Bamboo over Venice

Internationally known artists Mike and Doug Starn are constructing a major art installation in the courtyard of Wake Forest’s residential- study center on the Grand Canal in Venice, Casa Artom.

Big Bambú, a tower of more than 3,000 bamboo poles spiraling above Casa Artom, is part of the Venice Biennale, an international arts festival. Big Bambú was recently featured in The New York Times.

While working on the structure, the Starn brothers are staying at Casa Artom. The artists, who are twin brothers, expect the final structure to reach 75 feet.

Wake Forest undergraduates staying in the house this summer to study Italian have met the artists.

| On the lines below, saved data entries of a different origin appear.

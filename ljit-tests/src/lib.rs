mod util;

use ljit::{Compilation, Config, Error, Pos, RunFailure, Span};
use std::path::{Path, PathBuf};

pub struct Test {
    pub path: PathBuf,
    pub source: String,
    pub expected_errors: Vec<Error>,
    pub expected_output: Option<Vec<String>>,
}

pub struct CompilationOutcome {
    pub extra_errors: Vec<Error>,
    pub missing_errors: Vec<Error>,
    pub wrong_messages: Vec<(Error, Error)>,
}

pub struct RunOutcome {
    pub output: Vec<String>,
    pub expected_output: Vec<String>,
}

pub enum TestOutcome {
    Success,
    BadCompilation(CompilationOutcome),
    BadRun(RunOutcome),
}

impl Test {
    fn from_file(path: PathBuf, should_run: bool) -> Test {
        let source = util::read_file(&path);
        let expected_errors = extract_expected_errors(&path, &source);
        let expected_output = if should_run {
            Some(extract_expected_outputs(&path, &source))
        } else {
            None
        };
        Test {
            path,
            source,
            expected_errors,
            expected_output,
        }
    }

    fn compile(&self) -> CompilationOutcome {
        let actual_errors = Compilation::from_source(&self.source).errors().collect::<Vec<_>>();
        let mut extra_errors = actual_errors;
        let mut missing_errors = Vec::new();
        let mut wrong_messages = Vec::new();
        for expected in &self.expected_errors {
            let mut has_match = false;
            for (i, err) in extra_errors.iter().enumerate() {
                if matches(expected, err) {
                    extra_errors.remove(i);
                    has_match = true;
                    break;
                } else if matches_span(expected.span, err.span) {
                    wrong_messages.push((expected.clone(), extra_errors.remove(i)));
                    has_match = true;
                    break;
                }
            }
            if !has_match {
                missing_errors.push(expected.clone());
            }
        }
        CompilationOutcome {
            extra_errors,
            missing_errors,
            wrong_messages,
        }
    }

    fn run_program(&self, expected_output: &[String]) -> RunOutcome {
        let mut compilation = Compilation::from_source(&self.source);
        // programs in run-pass allocate far less than the default heap
        let output = match unsafe { compilation.run(&Config::default()) } {
            Ok(value) => vec![value.to_string()],
            Err(RunFailure::Diagnostic(e)) => vec![format!("error: {}", e.message)],
            Err(RunFailure::Runtime(e)) => vec![format!("runtime error: {}", e)],
        };
        RunOutcome {
            output,
            expected_output: expected_output.to_vec(),
        }
    }

    pub fn run(&self) -> TestOutcome {
        let compilation = self.compile();
        if !compilation.is_success() {
            return TestOutcome::BadCompilation(compilation);
        }

        if let Some(expected_output) = &self.expected_output {
            if cfg!(target_arch = "x86_64") {
                let run = self.run_program(expected_output);
                if !run.is_success() {
                    return TestOutcome::BadRun(run);
                }
            }
        }

        TestOutcome::Success
    }
}

impl CompilationOutcome {
    pub fn is_success(&self) -> bool {
        self.extra_errors.is_empty() &&
        self.missing_errors.is_empty() &&
        self.wrong_messages.is_empty()
    }
}

impl RunOutcome {
    pub fn is_success(&self) -> bool {
        self.output == self.expected_output
    }
}

/// Lines of `source` with their starting offsets.
fn lines(source: &str) -> impl Iterator<Item = (usize, &str)> {
    let mut pos = 0;
    std::iter::from_fn(move || {
        if pos >= source.len() {
            return None;
        }
        let line_end = source[pos..].find('\n').map(|i| i + 1).unwrap_or(source.len() - pos);
        let line = &source[pos..][..line_end];
        let start = pos;
        pos += line.len();
        Some((start, line))
    })
}

/// `; ^^^ ERROR: message` marks the columns of the line above it.
fn extract_expected_errors(path: &Path, source: &str) -> Vec<Error> {
    const ERROR_MARKER: &str = "ERROR: ";
    let mut prev_line_pos: Option<usize> = None;
    let mut errors = Vec::new();
    for (index, (pos, line)) in lines(source).enumerate() {
        if line.starts_with(';') && line.contains(ERROR_MARKER) {
            let error_idx = line.find(ERROR_MARKER).unwrap();
            let message_start = error_idx + ERROR_MARKER.len();
            let message = line[message_start..].trim().to_owned();
            let prev_line_pos = prev_line_pos.unwrap_or_else(|| {
                panic!("error marker on the first line of {}", path.display());
            });
            let span_start = match line[..error_idx].find('^') {
                Some(start) => start,
                None => panic!("error marker without carets at {}:{}", path.display(), index + 1),
            };
            let span_start = Pos::new((prev_line_pos + span_start) as u32);
            let span_end = line[..error_idx].rfind('^').unwrap() + 1;
            let span_end = Pos::new((prev_line_pos + span_end) as u32);
            let span = Span::new(span_start, span_end);
            errors.push(Error { span, message });
        } else if line.contains("ERROR") {
            panic!("incorrect error marker at {}:{}", path.display(), index + 1);
        }
        prev_line_pos = Some(pos);
    }
    errors
}

fn extract_expected_outputs(path: &Path, source: &str) -> Vec<String> {
    const EXPECT_MARKER: &str = "EXPECT: ";
    let mut outputs = Vec::new();
    for (index, (_, line)) in lines(source).enumerate() {
        if line.starts_with(';') && line.contains(EXPECT_MARKER) {
            let expect_idx = line.find(EXPECT_MARKER).unwrap();
            let message_start = expect_idx + EXPECT_MARKER.len();
            outputs.push(line[message_start..].trim().to_owned());
        } else if line.contains("EXPECT") {
            panic!("incorrect expect marker at {}:{}", path.display(), index + 1);
        }
    }
    outputs
}

fn get_tests_in_dir(dir: &Path, should_run: bool) -> Vec<Test> {
    let mut tests = Vec::new();
    for (ty, entry) in util::read_dir(dir) {
        let path = entry.path();
        if ty.is_file() && util::extension(&path) == Some("lisp") {
            tests.push(Test::from_file(path, should_run));
        }
    }
    tests
}

fn get_compile_fail_tests(mut root_path: PathBuf) -> Vec<Test> {
    root_path.push("compile-fail");
    get_tests_in_dir(&root_path, false)
}

fn get_run_pass_tests(mut root_path: PathBuf) -> Vec<Test> {
    root_path.push("run-pass");
    get_tests_in_dir(&root_path, true)
}

pub fn get_tests(root_path: PathBuf) -> Vec<Test> {
    let mut tests = Vec::new();

    for test in get_compile_fail_tests(root_path.clone()) {
        if test.expected_errors.is_empty() {
            panic!("test {} is in compile-fail, but has no error markers", test.path.display());
        }
        tests.push(test);
    }

    for test in get_run_pass_tests(root_path) {
        if !test.expected_errors.is_empty() {
            panic!("test {} is in run-pass, but has error markers", test.path.display());
        }
        match &test.expected_output {
            Some(output) if output.len() == 1 => {}
            _ => panic!("test {} must have exactly one EXPECT marker", test.path.display()),
        }
        tests.push(test);
    }

    tests
}

fn matches_span(expected: Span, actual: Span) -> bool {
    if expected == actual {
        return true;
    }
    // zero length spans are ok if expected span is at the same
    // position and 1-length, because we don't have a way to
    // mark expected zero length spans
    actual.source_len() == 0 &&
        expected.source_len() == 1 &&
        actual.start() == expected.start()
}

fn matches(expected: &Error, actual: &Error) -> bool {
    if !matches_span(expected.span, actual.span) {
        false
    } else {
        actual.message.contains(&expected.message)
    }
}

#[test]
fn markers_point_at_previous_line() {
    let source = "(add1 x)\n;     ^ ERROR: unbound variable\n";
    let errors = extract_expected_errors(Path::new("test.lisp"), source);
    assert_eq!(errors.len(), 1);
    assert_eq!(errors[0].span.source_range(), 6..7);
    assert_eq!(errors[0].message, "unbound variable");
}

#[test]
fn expect_markers() {
    let source = "(+ 1 2)\n; EXPECT: 3\n";
    let outputs = extract_expected_outputs(Path::new("test.lisp"), source);
    assert_eq!(outputs, vec!["3".to_owned()]);
}

#[test]
fn compiler_tests() {
    let mut dir = PathBuf::from(env!("CARGO_MANIFEST_DIR"));
    dir.push("programs");
    let prefix = dir.clone();

    let tests = get_tests(dir);
    assert!(!tests.is_empty(), "no test programs found");

    for test in tests {
        let outcome = test.run();
        match outcome {
            TestOutcome::Success => {}
            _ => {
                let name = test.path.strip_prefix(&prefix).unwrap_or(&test.path);
                panic!("test {} failed", name.display());
            }
        }
    }
}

“To have an important work by major contemporary artists on Wake Forest’s Venice campus is a rare opportunity,” said Peter Kairoff, professor of music and director of the Venice program, who helped work out the details with the artists, the University and Venetian officials. “Students were invited to the opening night party in late May and have been able to get to know these artists in a casual way as they work on the project.”

The first exhibition of the Starns’ Big Bambú series was on the roof of the Metropolitan Museum of Art in New York last year. According to The New York Times, more than 600,000 visitors came to see the New York version.

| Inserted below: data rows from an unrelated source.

use std::{convert::TryFrom, fmt, io};
use memmap2::{Mmap, MmapMut, MmapOptions};

/// Growable, writable region that generated code is assembled into.
///
/// Memory is never writable and executable at the same time: the only way
/// to run the bytes is [`CodeBuffer::make_executable`], which consumes the
/// buffer.
pub struct CodeBuffer {
    map: MmapMut,
    len: usize,
}

/// Offset of a 4-byte jump displacement that still holds a placeholder.
#[must_use = "a forward jump must be backpatched"]
#[derive(Debug, PartialEq, Eq)]
pub struct Patch {
    pos: usize,
}

impl Patch {
    pub(crate) fn new(pos: usize) -> Patch {
        Patch { pos }
    }

    pub fn pos(&self) -> usize {
        self.pos
    }
}

impl CodeBuffer {
    pub fn with_capacity(capacity: usize) -> CodeBuffer {
        CodeBuffer {
            map: map_anon(capacity.max(1)),
            len: 0,
        }
    }

    pub fn len(&self) -> usize {
        self.len
    }

    pub fn is_empty(&self) -> bool {
        self.len == 0
    }

    pub fn capacity(&self) -> usize {
        self.map.len()
    }

    pub fn bytes(&self) -> &[u8] {
        &self.map[..self.len]
    }

    fn ensure_capacity(&mut self, additional: usize) {
        let required = self.len + additional;
        if required <= self.capacity() {
            return;
        }
        let new_capacity = (self.capacity() * 2).max(required);
        tracing::trace!(from = self.capacity(), to = new_capacity, "growing code buffer");
        let mut map = map_anon(new_capacity);
        map[..self.len].copy_from_slice(&self.map[..self.len]);
        self.map = map;
    }

    pub fn write_u8(&mut self, byte: u8) {
        self.ensure_capacity(1);
        self.map[self.len] = byte;
        self.len += 1;
    }

    pub fn write_u32(&mut self, value: u32) {
        self.write_bytes(&value.to_le_bytes());
    }

    pub fn write_bytes(&mut self, bytes: &[u8]) {
        self.ensure_capacity(bytes.len());
        self.map[self.len..][..bytes.len()].copy_from_slice(bytes);
        self.len += bytes.len();
    }

    /// Overwrites four already written bytes.
    pub fn patch_u32(&mut self, offset: usize, value: u32) {
        assert!(offset + 4 <= self.len, "patch at {} is past the end of the code ({})", offset, self.len);
        self.map[offset..][..4].copy_from_slice(&value.to_le_bytes());
    }

    /// Points a forward jump at the current end of the code.
    pub fn backpatch(&mut self, patch: Patch) {
        let relative = self.len - patch.pos - 4;
        let relative = match i32::try_from(relative) {
            Ok(relative) => relative,
            Err(_) => panic!("jump at {} is too far from its target", patch.pos),
        };
        self.patch_u32(patch.pos, relative as u32);
    }

    pub fn make_executable(self) -> io::Result<ExecutableBuffer> {
        let len = self.len;
        let map = self.map.make_exec()?;
        Ok(ExecutableBuffer { map, len })
    }
}

impl fmt::Debug for CodeBuffer {
    fn fmt(&self, f: &mut fmt::Formatter<'_>) -> fmt::Result {
        f.debug_struct("CodeBuffer")
            .field("len", &self.len)
            .field("capacity", &self.capacity())
            .finish()
    }
}

fn map_anon(len: usize) -> MmapMut {
    MmapOptions::new()
        .len(len)
        .map_anon()
        .unwrap_or_else(|e| panic!("failed to map {} bytes for code: {}", len, e))
}

pub struct ExecutableBuffer {
    map: Mmap,
    len: usize,
}

impl ExecutableBuffer {
    pub fn bytes(&self) -> &[u8] {
        &self.map[..self.len]
    }

    /// Calls the start of the buffer as `extern "sysv64" fn(heap) -> word`.
    ///
    /// # Safety
    ///
    /// The buffer must hold a complete procedure compiled for this calling
    /// convention, and `heap` must point at zeroed, 8-byte aligned memory
    /// large enough for every pair the procedure allocates.
    #[cfg(target_arch = "x86_64")]
    pub unsafe fn invoke(&self, heap: *mut u64) -> u64 {
        let entry = std::mem::transmute::<*const u8, Entry>(self.map.as_ptr());
        entry(heap)
    }

    /// # Safety
    ///
    /// Never safe to call: the generated code is x86-64 only.
    #[cfg(not(target_arch = "x86_64"))]
    pub unsafe fn invoke(&self, _heap: *mut u64) -> u64 {
        panic!("compiled code can only run on x86-64");
    }
}

// the argument arrives in rdi on every x86-64 target
#[cfg(target_arch = "x86_64")]
type Entry = unsafe extern "sysv64" fn(*mut u64) -> u64;

/// Space separated two-digit hex dump of a byte slice.
pub struct Hex<'a>(pub &'a [u8]);

impl fmt::Display for Hex<'_> {
    fn fmt(&self, f: &mut fmt::Formatter<'_>) -> fmt::Result {
        for (i, byte) in self.0.iter().enumerate() {
            if i > 0 {
                f.write_str(" ")?;
            }
            write!(f, "{:02x}", byte)?;
        }
        Ok(())
    }
}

The bamboo poles for the project were shipped by boat to Casa Artom’s waterside doorstep. The artists have been working with a team of climbers to lash the poles together with climbing rope to build the structure.

Casa Artom, a former U.S. consulate, is next door to Palazzo Venier dei Leoni, which houses the Peggy Guggenheim art collection and was purchased by Wake Forest University in 1974.